The government plans to introduce draft regulations by next spring that would prohibit transfer fees for investment and registered accounts, which it says average $150 per account. The new rules would also require the timely transfer of accounts and clear information to keep customers informed of what’s happening.
The proposal is part of a broader push to increase competitiveness in Canada’s financial markets. The government also hopes it will make it easier for Canadians to switch institutions when they’re unhappy with their current advisor.
Delays and friction when moving accounts have long been sources of frustration in the industry.
Suzanne Lasrado, vice-president, member services and innovation at the Canadian Investment Regulatory Organization (CIRO), says account transfers are consistently a top complaint from investors and members. And it’s a growing problem as the number of self-directed investment accounts increases.
The self-regulatory organization published a white paper in July addressing the problem and proposing a 10-day settlement period for account transfers, among other measures. Public comment on the proposals closed last month.
Ms. Lasrado says CIRO will survey investment firms to evaluate the impacts of the changes proposed in the budget.
Jean-Paul Bureaud, executive director of investor advocacy organization FAIR Canada, is cautiously optimistic about the proposal in the federal budget.
“From our perspective, this is fundamentally about improving the system for the benefit of consumers and reducing friction,” he says.
Account transfers make up around 7 per cent of the complaints his organization receives from consumers on the investment side.
Jason Pereira, partner and senior financial planner at Woodgate Financial, says the change would likely be a net benefit for consumers, especially those with small accounts for whom the transfer fees sting most.
However, in practice, paying the transfer fee on the consumer’s behalf is a tiny barrier to entry for advisors eager to win new business, he says. “The reality is that it was very common practice for the advisor taking over the business to cover that fee when they were earning the business.”
Mr. Bureaud is surprised the government went as far as fee prohibition.
“At the end of the day, someone’s going to have to pay for the work involved,” he says.
Now, outgoing institutions will have to cover the cost of completing the paperwork and closing out the account.
“I think what will happen is the institution that’s doing the work is just going to try to recover their costs somewhere else,” he says.

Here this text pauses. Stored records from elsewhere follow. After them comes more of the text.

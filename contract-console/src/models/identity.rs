//! Authenticated principal and bearer credential.

use secrecy::{ExposeSecret, Secret};
use serde::{Deserialize, Serialize};
use std::fmt;
use std::str::FromStr;
use thiserror::Error;

/// The closed set of console roles.
#[derive(Debug, Clone, Copy, PartialEq, Eq, Hash, PartialOrd, Ord, Serialize, Deserialize)]
#[serde(rename_all = "snake_case")]
pub enum Role {
    SuperAdmin,
    CompanyAdmin,
    Manager,
    Vendor,
}

impl Role {
    pub const ALL: [Role; 4] = [
        Role::SuperAdmin,
        Role::CompanyAdmin,
        Role::Manager,
        Role::Vendor,
    ];

    pub fn as_str(&self) -> &'static str {
        match self {
            Role::SuperAdmin => "super_admin",
            Role::CompanyAdmin => "company_admin",
            Role::Manager => "manager",
            Role::Vendor => "vendor",
        }
    }
}

impl fmt::Display for Role {
    fn fmt(&self, f: &mut fmt::Formatter<'_>) -> fmt::Result {
        f.write_str(self.as_str())
    }
}

impl FromStr for Role {
    type Err = IdentityError;

    fn from_str(s: &str) -> Result<Self, Self::Err> {
        match s {
            "super_admin" => Ok(Role::SuperAdmin),
            "company_admin" => Ok(Role::CompanyAdmin),
            "manager" => Ok(Role::Manager),
            "vendor" => Ok(Role::Vendor),
            other => Err(IdentityError::UnknownRole(other.to_string())),
        }
    }
}

#[derive(Debug, Error, PartialEq, Eq)]
pub enum IdentityError {
    #[error("unknown role '{0}'")]
    UnknownRole(String),

    #[error("vendor identity has no vendor_id")]
    MissingVendorAffiliation,

    #[error("{0} identity has no company_id")]
    MissingCompanyAffiliation(Role),

    #[error("{0} identity carries an affiliation it must not have")]
    UnexpectedAffiliation(Role),
}

/// Identity as it appears on the wire and in the session store, before the
/// role and affiliation rules are checked.
#[derive(Debug, Clone, Deserialize)]
pub struct IdentityRecord {
    pub id: i64,
    pub email: String,
    pub full_name: String,
    pub role: String,
    #[serde(default)]
    pub vendor_id: Option<i64>,
    #[serde(default)]
    pub company_id: Option<i64>,
}

/// The authenticated principal.
///
/// Deserialisation only succeeds for one of the four known roles with the
/// affiliation that role requires: `vendor` is scoped by `vendor_id`,
/// `company_admin` and `manager` by `company_id`, and `super_admin` by
/// neither.
#[derive(Debug, Clone, PartialEq, Eq, Serialize, Deserialize)]
#[serde(try_from = "IdentityRecord")]
pub struct Identity {
    pub id: i64,
    pub email: String,
    pub full_name: String,
    pub role: Role,
    #[serde(skip_serializing_if = "Option::is_none")]
    pub vendor_id: Option<i64>,
    #[serde(skip_serializing_if = "Option::is_none")]
    pub company_id: Option<i64>,
}

impl Identity {
    pub fn validate(&self) -> Result<(), IdentityError> {
        match self.role {
            Role::Vendor => {
                if self.vendor_id.is_none() {
                    return Err(IdentityError::MissingVendorAffiliation);
                }
                if self.company_id.is_some() {
                    return Err(IdentityError::UnexpectedAffiliation(self.role));
                }
            }
            Role::CompanyAdmin | Role::Manager => {
                if self.company_id.is_none() {
                    return Err(IdentityError::MissingCompanyAffiliation(self.role));
                }
                if self.vendor_id.is_some() {
                    return Err(IdentityError::UnexpectedAffiliation(self.role));
                }
            }
            Role::SuperAdmin => {
                if self.vendor_id.is_some() || self.company_id.is_some() {
                    return Err(IdentityError::UnexpectedAffiliation(self.role));
                }
            }
        }
        Ok(())
    }

    /// Display name, falling back to the local part of the email.
    pub fn display_name(&self) -> &str {
        let name = self.full_name.trim();
        if name.is_empty() {
            self.email.split('@').next().unwrap_or("User")
        } else {
            name
        }
    }
}

impl TryFrom<IdentityRecord> for Identity {
    type Error = IdentityError;

    fn try_from(record: IdentityRecord) -> Result<Self, Self::Error> {
        let identity = Identity {
            id: record.id,
            email: record.email,
            full_name: record.full_name,
            role: record.role.parse()?,
            vendor_id: record.vendor_id,
            company_id: record.company_id,
        };
        identity.validate()?;
        Ok(identity)
    }
}

/// Opaque bearer credential issued by the analysis service.
///
/// The console never decodes it; it is only ever attached to outbound
/// requests or written to the session store.
#[derive(Clone, Deserialize)]
#[serde(transparent)]
pub struct Credential(Secret<String>);

impl Credential {
    pub fn new(value: impl Into<String>) -> Self {
        Self(Secret::new(value.into()))
    }

    pub fn expose(&self) -> &str {
        self.0.expose_secret()
    }
}

impl fmt::Debug for Credential {
    fn fmt(&self, f: &mut fmt::Formatter<'_>) -> fmt::Result {
        f.write_str("Credential([REDACTED])")
    }
}

impl PartialEq for Credential {
    fn eq(&self, other: &Self) -> bool {
        self.expose() == other.expose()
    }
}

impl Eq for Credential {}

The Canadian Bankers Association is more concerned about the proposal. Banks in Canada have been “clear and transparent about the fees charged,” says Ethan Teclu, a spokesperson for the CBA.
“It is important that the government doesn’t risk undermining this high level of customer service through these proposed changes,” he adds.
What to look for in draft legislation
With the budget now approved, all eyes will be on the regulatory process to determine what form the proposals take.
Ms. Lasrado of CIRO would like to see more clarity around account transfer rules in the legislation.
“Ideally, it would include clear requirements, such as defined time limits for completing transfers and mandatory use of electronic or technology-based solutions that align with CIRO standards,” she says.
The CBA supports the idea cautiously, with potential caveats such as exemptions during periods of peak activity, it said in its response to CIRO’s request for comment.
Should there be punitive measures for those who don’t meet transfer deadlines effectively? Ms. Lasrado maintains that most institutions don’t lag on purpose. It’s a systemic problem, she says, due to inefficient processes and infrastructure.
However, Mr. Pereira would like to see meaningful penalties for bad actors.
“What I would like to see is, if there’s a legitimate case in which the document was confirmed received, and it was valid, and it goes beyond the period of time, that you were basically fined a multiple of the revenue,” he says. “It should hurt.”